When I awoke hours later, my phone was buzzing. It was my friend Kinōt Voxing me that an amazing artist was having a show at this gallery done all in white on the beach and I should come and that I would fucking hate it but did I happen to have any Adderall.

 

The art was amazing. All this rope painted white and hung all over the place like it was waiting for the most beautiful lynching. I liked it, but I ended up spending most of the opening in the bathroom with this girl Marisoldièr who had a bunch of coke. When we finally came out, the lights were off and everyone was gone. The gallery had transformed to a totally different exhibit.

 

We began texting so furiously that Marisoldièr’s nose started bleeding so she took some of Kinōt’s dreadlock and used it to staunch the flow while I busied myself looking for muscle relaxers in the pockets of the vintage Geoffrey Beene duster I stole from a pedestrian.

 

 

Marisoldièr stopped bleeding just as I got a text from Charlotte Bell des Goffe, this gallerist I know in New York. She was at this club called Apartheid and I invited Marisoldièr but I kind of hoped she wouldn’t come since her dress had bloodstains on it which Kinōt said was a little too “New York.” Luckily she said she felt really sick and dizzy so she got an uber home. So I carjacked a bike and rode over to Ocean Drive.

 

In the VIP cage, it was me, Charlotte, and her boyfriend Max Deff – you know, the artist who used to ejaculate into jars of glitter? He was wearing this Thom Brown suit that was cut so fucking perfectly I would have had orgasms if I hadn’t taken so many tranquilizers. He’s dead now.

 

For some ridiculous reason Max had brought these two girls in town from Reykjavik. They barely spoke English but they had so much cocaine so I bummed them e-cigs and let them fawn over my vintage Chanel bucket bag that Malia Obama bought for me before we stopped talking.

 

Soon, bothof them were all over Max, laughing, whispering, hair-twirling. and Charlotte appeared to be bothered. She was smoking cigarettes like an actual fiend, and I put the teeniest bit of molly in her drink, just to mellow her out since Charlotte had the keys to our hotel room, which was actually Patrick Ewing’s old cabana at a busted-up mansion on Collins Court.

 

I was high and drunk and looked so thin but somehow I was still so bored.

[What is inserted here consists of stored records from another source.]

//! Domain types for the LFG simulator.
//!
//! These types represent parties, role counts, and instance state as seen
//! by reporting. All of them are serializable so snapshots can be dumped
//! or inspected without touching the live state.

use serde::{Deserialize, Serialize};
use std::time::Duration;

/// Stable identity of a dungeon instance (1..=N for the process lifetime).
pub type InstanceId = u32;

/// Tanks consumed by one party.
pub const TANKS_PER_PARTY: u32 = 1;
/// Healers consumed by one party.
pub const HEALERS_PER_PARTY: u32 = 1;
/// DPS consumed by one party.
pub const DPS_PER_PARTY: u32 = 3;

/// Per-role player counts.
///
/// Used both as the roster's live ledger value and as its reporting
/// snapshot. The arithmetic here is pure; exclusive access is the
/// roster's job.
#[derive(Debug, Clone, Copy, PartialEq, Eq, Serialize, Deserialize)]
pub struct RoleCounts {
    pub tanks: u32,
    pub healers: u32,
    pub dps: u32,
}

impl RoleCounts {
    pub fn new(tanks: u32, healers: u32, dps: u32) -> Self {
        Self {
            tanks,
            healers,
            dps,
        }
    }

    /// Whether a full party (1 tank, 1 healer, 3 DPS) can be formed.
    pub fn can_form(&self) -> bool {
        self.tanks >= TANKS_PER_PARTY
            && self.healers >= HEALERS_PER_PARTY
            && self.dps >= DPS_PER_PARTY
    }

    /// How many full parties these counts could still form.
    pub fn max_parties(&self) -> u32 {
        (self.tanks / TANKS_PER_PARTY)
            .min(self.healers / HEALERS_PER_PARTY)
            .min(self.dps / DPS_PER_PARTY)
    }

    /// Total players across all roles.
    pub fn total(&self) -> u32 {
        self.tanks + self.healers + self.dps
    }
}

/// Read-only view of one instance for reporting.
#[derive(Debug, Clone, PartialEq, Eq, Serialize, Deserialize)]
pub struct InstanceSnapshot {
    pub id: InstanceId,
    pub occupied: bool,
    /// Completed runs hosted by this instance.
    pub parties_served: u32,
    /// Cumulative simulated time across completed runs.
    pub total_time: Duration,
}

/// Inclusive range of simulated clear times, in whole seconds.
///
/// The configuration layer guarantees `0 < min < max` for operator input;
/// the range itself also accepts `min == max` (a fixed clear time), which
/// tests rely on.
#[derive(Debug, Clone, Copy, PartialEq, Eq)]
pub struct ClearTimeRange {
    min: Duration,
    max: Duration,
}

impl ClearTimeRange {
    pub fn from_secs(min: u64, max: u64) -> Self {
        Self {
            min: Duration::from_secs(min),
            max: Duration::from_secs(max),
        }
    }

    pub fn min_secs(&self) -> u64 {
        self.min.as_secs()
    }

    pub fn max_secs(&self) -> u64 {
        self.max.as_secs()
    }

    pub fn contains(&self, elapsed: Duration) -> bool {
        self.min <= elapsed && elapsed <= self.max
    }
}

#[cfg(test)]
mod tests {
    use super::*;

    #[test]
    fn can_form_requires_full_party() {
        assert!(RoleCounts::new(1, 1, 3).can_form());
        assert!(!RoleCounts::new(0, 1, 3).can_form());
        assert!(!RoleCounts::new(1, 0, 3).can_form());
        assert!(!RoleCounts::new(1, 1, 2).can_form());
    }

    #[test]
    fn max_parties_is_bottlenecked_by_scarcest_role() {
        assert_eq!(RoleCounts::new(2, 2, 6).max_parties(), 2);
        assert_eq!(RoleCounts::new(1, 5, 5).max_parties(), 1);
        assert_eq!(RoleCounts::new(0, 4, 2).max_parties(), 0);
        // DPS count in 3..5 still yields only one party.
        assert_eq!(RoleCounts::new(10, 10, 5).max_parties(), 1);
    }

    #[test]
    fn total_sums_all_roles() {
        assert_eq!(RoleCounts::new(1, 2, 3).total(), 6);
        assert_eq!(RoleCounts::new(0, 0, 0).total(), 0);
    }

    #[test]
    fn clear_time_range_contains_is_inclusive() {
        let range = ClearTimeRange::from_secs(1, 3);
        assert!(range.contains(Duration::from_secs(1)));
        assert!(range.contains(Duration::from_secs(2)));
        assert!(range.contains(Duration::from_secs(3)));
        assert!(!range.contains(Duration::from_millis(999)));
        assert!(!range.contains(Duration::from_secs(4)));
    }

    #[test]
    fn degenerate_range_contains_only_its_value() {
        let range = ClearTimeRange::from_secs(2, 2);
        assert!(range.contains(Duration::from_secs(2)));
        assert!(!range.contains(Duration::from_secs(1)));
        assert!(!range.contains(Duration::from_secs(3)));
    }

    #[test]
    fn instance_snapshot_serializes_to_json() {
        let snapshot = InstanceSnapshot {
            id: 1,
            occupied: false,
            parties_served: 3,
            total_time: Duration::from_secs(7),
        };
        let json = serde_json::to_string(&snapshot).unwrap();
        let back: InstanceSnapshot = serde_json::from_str(&json).unwrap();
        assert_eq!(back, snapshot);
    }
}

I started thinking about how nothing is ever truly fun, and why was that? I was still thinking intense thoughts when all of a sudden Charlotte stood up, fucking gasping and clutching at her throat wildly like those choking posters they have in shitty restaurants. Her eyes looked strange, like one of those big goldfish in the ponds they’d had at the first rehab I went to. “What the fuck!” she choked out. “What the fuck did you give me?!”

 

I have no interest in people’s dramatics and normally I ignore them avoid it at all costs, but I could tell Charlotte was in the mood to be consoled. I spoke, my voice was even. “You’re not dying. It’s Molly.” Charlotte’s eyes were widening and she pointed at the Icelandic girl, the one who was all over Max. It was so loud in there we were all screaming, “No. Molly.” Molly the DRUG. The DRUG. Not a PERSON’S NAME. I PUT it in your DRINK.

 

Doesn’t anybody read anymore?

 

Charlotte’s eyes got so wide then that I could have served a cheese plate on them, if food weren’t so inherently disgusting. Max stood up and started yelling, something about how Charlotte can’t take MDMA. He said she has a bad reaction, which is bullshit, because no one is allergic MDMA that’s why it’s the perfect drug and it makes everything better. But Charlotte continued her outburst as I crunched down hard on two Dexedrine, and the next thing I know, Max is calling an ambulance and we’re all in a taxi behind it, the Icelandic girls crying and screaming and I’m feeling a little too high so I pull hard on the bottle of Patron I grabbed from a shrine near someone else’s table before we had to had to race right out of there.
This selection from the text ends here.